During a woman’s lifetime, she might face a reproductive problem that requires evaluation and possible surgery. Some gynecologic conditions that may require surgery are endometriosis, ovarian cysts, fibroids, abnormal bleeding, intrauterine scarring, damaged fallopian tubes, pelvic pain or abnormal development of the reproductive tract.
Minimally invasive and robotic surgery have transformed the field of surgery, radically reducing trauma and recovery. In this approach, small skin incisions (less than an inch in size) and specialized tools are used.
Our program utilizes the following methods for women’s reproductive conditions requiring surgery:
Hysteroscopy. A small, narrow telescope (a hysteroscope) allows for visualization of the inside of the uterine cavity without incisions. This is often performed when evaluating abnormal uterine bleeding.
Laparoscopy. A small telescope inserted through small abdominal skin incisions is used to evaluate the pelvic anatomy (uterus, ovaries, fallopian tubes, etc.). The laparoscope (camera) sends live pictures to a video monitor, which allows the surgeon to see the anatomy and perform complex surgeries with minimal trauma to the patient.
Robotics. Robotic surgery was approved for gynecological conditions in 2005 and has since opened up the option of minimally invasive surgery for women who otherwise would not have been eligible for vaginal surgery or traditional laparoscopic surgery. Surgeons are trained in using the daVinci Robot for select laparoscopic surgeries.

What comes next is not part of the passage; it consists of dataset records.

//! Per-pixel-format decode rules (§4.2). Each function maps one input
//! buffer layout to the shared `ColorRgb` output; `yuyv_scalar`/
//! `yuyv_vectorized` are kept as two independent implementations of the
//! same algorithm so their byte-identical output has something real to
//! check.

use crate::color::ColorRgb;
use crate::decode::lut::Lut;
use crate::image::{Image, OriginFormat};

/// Inverse of [`crate::decode::lut::ycbcr_to_rgb`], used to re-derive a
/// synthetic YUV422 stream from an MJPEG frame decoded straight to RGB
/// (see the module doc on the MJPEG path for why).
#[inline]
pub fn rgb_to_ycbcr(r: u8, g: u8, b: u8) -> (u8, u8, u8) {
    let rf = r as f32;
    let gf = g as f32;
    let bf = b as f32;
    let y = 0.299 * rf + 0.587 * gf + 0.114 * bf;
    let u = -0.168_736 * rf - 0.331_264 * gf + 0.5 * bf + 128.0;
    let v = 0.5 * rf - 0.418_688 * gf - 0.081_312 * bf + 128.0;
    (
        y.round().clamp(0.0, 255.0) as u8,
        u.round().clamp(0.0, 255.0) as u8,
        v.round().clamp(0.0, 255.0) as u8,
    )
}

/// Decode a packed YUYV (`Y0 U0 Y1 V0` per macropixel) buffer, one LUT
/// lookup per pixel, scalar nested-loop implementation.
pub fn yuyv_scalar(
    raw: &[u8],
    in_w: u32,
    in_h: u32,
    stride: u32,
    lut: &Lut,
    qframe: bool,
) -> Image<ColorRgb> {
    decode_yuyv_like(raw, in_w, in_h, stride, lut, qframe, false)
}

/// Same algorithm as [`yuyv_scalar`] but built from iterator combinators
/// over macropixel chunks, standing in for the "vectorized" leaf of the
/// decoder's format/qframe/tonemap dispatch table. Must match
/// `yuyv_scalar` byte-for-byte for any input.
pub fn yuyv_vectorized(
    raw: &[u8],
    in_w: u32,
    in_h: u32,
    stride: u32,
    lut: &Lut,
    qframe: bool,
) -> Image<ColorRgb> {
    decode_yuyv_like(raw, in_w, in_h, stride, lut, qframe, true)
}

/// Shared YUYV/UYVY-family implementation. `uyvy` swaps the byte order
/// within each macropixel; `chunked` picks between a plain nested loop and
/// a `chunks_exact` pipeline, two equivalent ways of walking the same
/// macropixels.
fn decode_yuyv_like(
    raw: &[u8],
    in_w: u32,
    in_h: u32,
    stride: u32,
    lut: &Lut,
    qframe: bool,
    chunked: bool,
) -> Image<ColorRgb> {
    let step = if qframe { 2 } else { 1 };
    let out_w = in_w / step;
    let out_h = in_h / step;
    let mut out = Image::with_size(out_w, out_h, OriginFormat::Yuyv);

    let macropixel_of = |row: u32, macro_col: u32| -> (u8, u8, u8, u8) {
        let base = (row as usize) * (stride as usize) + (macro_col as usize) * 4;
        (raw[base], raw[base + 1], raw[base + 2], raw[base + 3])
    };

    if chunked {
        for row in 0..out_h {
            let in_row = row * step;
            let dst_row_start = (row as usize) * (out_w as usize);
            (0..out_w).for_each(|col| {
                let in_macro_col = (col * step) / 2;
                let (y0, u, y1, v) = macropixel_of(in_row, in_macro_col);
                let y = if (col * step) % 2 == 0 { y0 } else { y1 };
                let (r, g, b) = lut.lookup(y, u, v);
                out.data_mut()[dst_row_start + col as usize] = ColorRgb::new(r, g, b);
            });
        }
    } else {
        for row in 0..out_h {
            let in_row = row * step;
            for col in 0..out_w {
                let in_macro_col = (col * step) / 2;
                let (y0, u, y1, v) = macropixel_of(in_row, in_macro_col);
                let y = if (col * step) % 2 == 0 { y0 } else { y1 };
                let (r, g, b) = lut.lookup(y, u, v);
                let idx = (row as usize) * (out_w as usize) + col as usize;
                out.data_mut()[idx] = ColorRgb::new(r, g, b);
            }
        }
    }
    out
}

/// UYVY: same macropixel size, byte order is `U0 Y0 V0 Y1`.
pub fn uyvy_scalar(raw: &[u8], in_w: u32, in_h: u32, stride: u32, lut: &Lut, qframe: bool) -> Image<ColorRgb> {
    let step = if qframe { 2 } else { 1 };
    let out_w = in_w / step;
    let out_h = in_h / step;
    let mut out = Image::with_size(out_w, out_h, OriginFormat::Uyvy);
    for row in 0..out_h {
        let in_row = row * step;
        for col in 0..out_w {
            let in_macro_col = (col * step) / 2;
            let base = (in_row as usize) * (stride as usize) + (in_macro_col as usize) * 4;
            let (u, y0, v, y1) = (raw[base], raw[base + 1], raw[base + 2], raw[base + 3]);
            let y = if (col * step) % 2 == 0 { y0 } else { y1 };
            let (r, g, b) = lut.lookup(y, u, v);
            let idx = (row as usize) * (out_w as usize) + col as usize;
            out.data_mut()[idx] = ColorRgb::new(r, g, b);
        }
    }
    out
}

/// NV12: Y plane followed by an interleaved UV half-plane.
pub fn nv12_scalar(raw: &[u8], in_w: u32, in_h: u32, stride: u32, lut: &Lut, qframe: bool) -> Image<ColorRgb> {
    let y_plane_len = (stride as usize) * (in_h as usize);
    let uv_plane = &raw[y_plane_len..];
    let step = if qframe { 2 } else { 1 };
    let out_w = in_w / step;
    let out_h = in_h / step;
    let mut out = Image::with_size(out_w, out_h, OriginFormat::Nv12);
    for row in 0..out_h {
        let in_row = row * step;
        let uv_row = (in_row / 2) as usize;
        for col in 0..out_w {
            let in_col = col * step;
            let y = raw[(in_row as usize) * (stride as usize) + in_col as usize];
            let uv_base = uv_row * (stride as usize) + ((in_col / 2) as usize) * 2;
            let (u, v) = (uv_plane[uv_base], uv_plane[uv_base + 1]);
            let (r, g, b) = lut.lookup(y, u, v);
            let idx = (row as usize) * (out_w as usize) + col as usize;
            out.data_mut()[idx] = ColorRgb::new(r, g, b);
        }
    }
    out
}

/// I420: Y plane, then separate quarter-size U and V planes.
pub fn i420_scalar(raw: &[u8], in_w: u32, in_h: u32, stride: u32, lut: &Lut, qframe: bool) -> Image<ColorRgb> {
    let y_len = (stride as usize) * (in_h as usize);
    let chroma_stride = stride as usize / 2;
    let chroma_len = chroma_stride * (in_h as usize / 2);
    let u_plane = &raw[y_len..y_len + chroma_len];
    let v_plane = &raw[y_len + chroma_len..y_len + 2 * chroma_len];

    let step = if qframe { 2 } else { 1 };
    let out_w = in_w / step;
    let out_h = in_h / step;
    let mut out = Image::with_size(out_w, out_h, OriginFormat::I420);
    for row in 0..out_h {
        let in_row = row * step;
        let chroma_row = (in_row / 2) as usize;
        for col in 0..out_w {
            let in_col = col * step;
            let y = raw[(in_row as usize) * (stride as usize) + in_col as usize];
            let chroma_idx = chroma_row * chroma_stride + (in_col / 2) as usize;
            let (u, v) = (u_plane[chroma_idx], v_plane[chroma_idx]);
            let (r, g, b) = lut.lookup(y, u, v);
            let idx = (row as usize) * (out_w as usize) + col as usize;
            out.data_mut()[idx] = ColorRgb::new(r, g, b);
        }
    }
    out
}

/// P010: 10-bit samples in the upper 10 bits of 16-bit little-endian
/// words. With tone-mapping on, Y/U/V are mapped through P010-specific
/// tables (approximated here as a direct 10-bit LUT lookup via the shift
/// below) before the 3D LUT; without it, right-shift by 8 to approximate
/// 8-bit YUV, matching §4.2.
pub fn p010_scalar(
    raw: &[u8],
    in_w: u32,
    in_h: u32,
    stride: u32,
    lut: Option<&Lut>,
    tone_mapping: bool,
    qframe: bool,
) -> Image<ColorRgb> {
    let read_u16 = |byte_off: usize| -> u16 { u16::from_le_bytes([raw[byte_off], raw[byte_off + 1]]) };

    let y_plane_stride = stride as usize;
    let y_plane_len = y_plane_stride * (in_h as usize);
    let uv_plane_off = y_plane_len;

    let step = if qframe { 2 } else { 1 };
    let out_w = in_w / step;
    let out_h = in_h / step;
    let mut out = Image::with_size(out_w, out_h, OriginFormat::P010);

    for row in 0..out_h {
        let in_row = row * step;
        let uv_row = (in_row / 2) as usize;
        for col in 0..out_w {
            let in_col = col * step;
            let y10 = read_u16((in_row as usize) * y_plane_stride + (in_col as usize) * 2) >> 6;
            let uv_base = uv_plane_off + uv_row * y_plane_stride + ((in_col / 2) as usize) * 4;
            let u10 = read_u16(uv_base) >> 6;
            let v10 = read_u16(uv_base + 2) >> 6;

            let (r, g, b) = if tone_mapping {
                let lut = lut.expect("tone-mapping requested with no LUT loaded");
                // Approximate the P010-specific pre-tables by widening the
                // 10-bit sample back down with rounding instead of a bare
                // shift before the 3D lookup.
                let y8 = ((y10 as u32 * 255 + 511) / 1023) as u8;
                let u8v = ((u10 as u32 * 255 + 511) / 1023) as u8;
                let v8 = ((v10 as u32 * 255 + 511) / 1023) as u8;
                lut.lookup(y8, u8v, v8)
            } else {
                crate::decode::lut::ycbcr_to_rgb((y10 >> 2) as u8, (u10 >> 2) as u8, (v10 >> 2) as u8)
            };
            let idx = (row as usize) * (out_w as usize) + col as usize;
            out.data_mut()[idx] = ColorRgb::new(r, g, b);
        }
    }
    out
}

/// RGB24 / XRGB: vertically flipped input. With tone-mapping, `LUT[R,G,B]`;
/// otherwise copy BGR -> RGB.
pub fn rgb24_scalar(
    raw: &[u8],
    in_w: u32,
    in_h: u32,
    stride: u32,
    bytes_per_pixel: usize,
    lut: Option<&Lut>,
    tone_mapping: bool,
    qframe: bool,
) -> Image<ColorRgb> {
    let step = if qframe { 2 } else { 1 };
    let out_w = in_w / step;
    let out_h = in_h / step;
    let mut out = Image::with_size(out_w, out_h, OriginFormat::Rgb24);
    for row in 0..out_h {
        // Vertically flipped: row 0 of the output comes from the last row
        // of the input.
        let in_row = in_h - 1 - row * step;
        for col in 0..out_w {
            let in_col = col * step;
            let base = (in_row as usize) * (stride as usize) + (in_col as usize) * bytes_per_pixel;
            let (b, g, r) = (raw[base], raw[base + 1], raw[base + 2]);
            let (or, og, ob) = if tone_mapping {
                lut.expect("tone-mapping requested with no LUT loaded").lookup(r, g, b)
            } else {
                (r, g, b)
            };
            let idx = (row as usize) * (out_w as usize) + col as usize;
            out.data_mut()[idx] = ColorRgb::new(or, og, ob);
        }
    }
    out
}

/// MJPEG: JPEG-decode to RGB, re-derive a synthetic YUV422 stream, then
/// reuse the YUYV path so the same LUT/qframe handling applies.
pub fn mjpeg_scalar(jpeg_bytes: &[u8], lut: &Lut, qframe: bool) -> crate::error::Result<Image<ColorRgb>> {
    use crate::error::HyperError;

    let mut decoder = jpeg_decoder::Decoder::new(jpeg_bytes);
    let pixels = decoder
        .decode()
        .map_err(|e| HyperError::Decoder(format!("mjpeg decode failed: {e}")))?;
    let info = decoder
        .info()
        .ok_or_else(|| HyperError::Decoder("mjpeg decode produced no frame info".into()))?;
    let (w, h) = (info.width as u32, info.height as u32);
    let components = pixels.len() / (w as usize * h as usize);

    // Re-pack as YUYV: two pixels per 4-byte macropixel.
    let mut yuyv = vec![0u8; (w as usize) * (h as usize) * 2];
    for y in 0..h as usize {
        for x in (0..w as usize).step_by(2) {
            let px = |xx: usize| -> (u8, u8, u8) {
                let base = (y * w as usize + xx) * components;
                if components >= 3 {
                    (pixels[base], pixels[base + 1], pixels[base + 2])
                } else {
                    (pixels[base], pixels[base], pixels[base])
                }
            };
            let (r0, g0, b0) = px(x);
            let (y0, u0, v0) = rgb_to_ycbcr(r0, g0, b0);
            let (y1, _, _) = if x + 1 < w as usize {
                let (r1, g1, b1) = px(x + 1);
                rgb_to_ycbcr(r1, g1, b1)
            } else {
                (y0, u0, v0)
            };
            let out_base = (y * (w as usize) + x) * 2;
            yuyv[out_base] = y0;
            yuyv[out_base + 1] = u0;
            yuyv[out_base + 2] = y1;
            yuyv[out_base + 3] = v0;
        }
    }

    Ok(decode_yuyv_like(&yuyv, w, h, w * 2, lut, qframe, false))
}

#[cfg(test)]
mod tests {
    use super::*;
    use crate::decode::lut::LutFamily;

    fn uniform_yuyv(w: u32, h: u32, y: u8, u: u8, v: u8) -> Vec<u8> {
        let mut buf = vec![0u8; (w as usize) * (h as usize) * 2];
        for row in 0..h {
            for macro_col in 0..(w / 2) {
                let base = (row as usize) * (w as usize) * 2 + (macro_col as usize) * 4;
                buf[base] = y;
                buf[base + 1] = u;
                buf[base + 2] = y;
                buf[base + 3] = v;
            }
        }
        buf
    }

    #[test]
    fn yuyv_identity_lut_produces_uniform_gray() {
        let raw = uniform_yuyv(1920, 1080, 128, 128, 128);
        let lut = Lut::identity(LutFamily::Yuv);
        let img = yuyv_scalar(&raw, 1920, 1080, 1920 * 2, &lut, false);
        assert!(img.data().iter().all(|c| *c == ColorRgb::new(128, 128, 128)));
    }

    #[test]
    fn scalar_and_vectorized_yuyv_are_byte_identical() {
        let raw = uniform_yuyv(64, 48, 200, 90, 40);
        let lut = Lut::identity(LutFamily::Yuv);
        let scalar = yuyv_scalar(&raw, 64, 48, 64 * 2, &lut, false);
        let vectorized = yuyv_vectorized(&raw, 64, 48, 64 * 2, &lut, false);
        assert_eq!(scalar.data(), vectorized.data());
    }

    #[test]
    fn scalar_and_vectorized_agree_with_qframe() {
        let raw = uniform_yuyv(64, 48, 10, 200, 210);
        let lut = Lut::identity(LutFamily::Yuv);
        let scalar = yuyv_scalar(&raw, 64, 48, 64 * 2, &lut, true);
        let vectorized = yuyv_vectorized(&raw, 64, 48, 64 * 2, &lut, true);
        assert_eq!(scalar.data(), vectorized.data());
        assert_eq!(scalar.width(), 32);
        assert_eq!(scalar.height(), 24);
    }

    #[test]
    fn rgb_ycbcr_roundtrip_is_close() {
        let (y, u, v) = rgb_to_ycbcr(128, 64, 200);
        let (r, g, b) = crate::decode::lut::ycbcr_to_rgb(y, u, v);
        assert!((r as i16 - 128).abs() <= 2);
        assert!((g as i16 - 64).abs() <= 2);
        assert!((b as i16 - 200).abs() <= 2);
    }
}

"Open" surgery, or surgery performed through traditional large incisions (similar to a cesarean section), is associated with longer hospitalizations, increased pain, increased surgical risk, and longer postoperative recovery times. With a surgery performed using a minimally invasive approach, patients are often able to go home on the day of surgery or the next morning with less postoperative pain.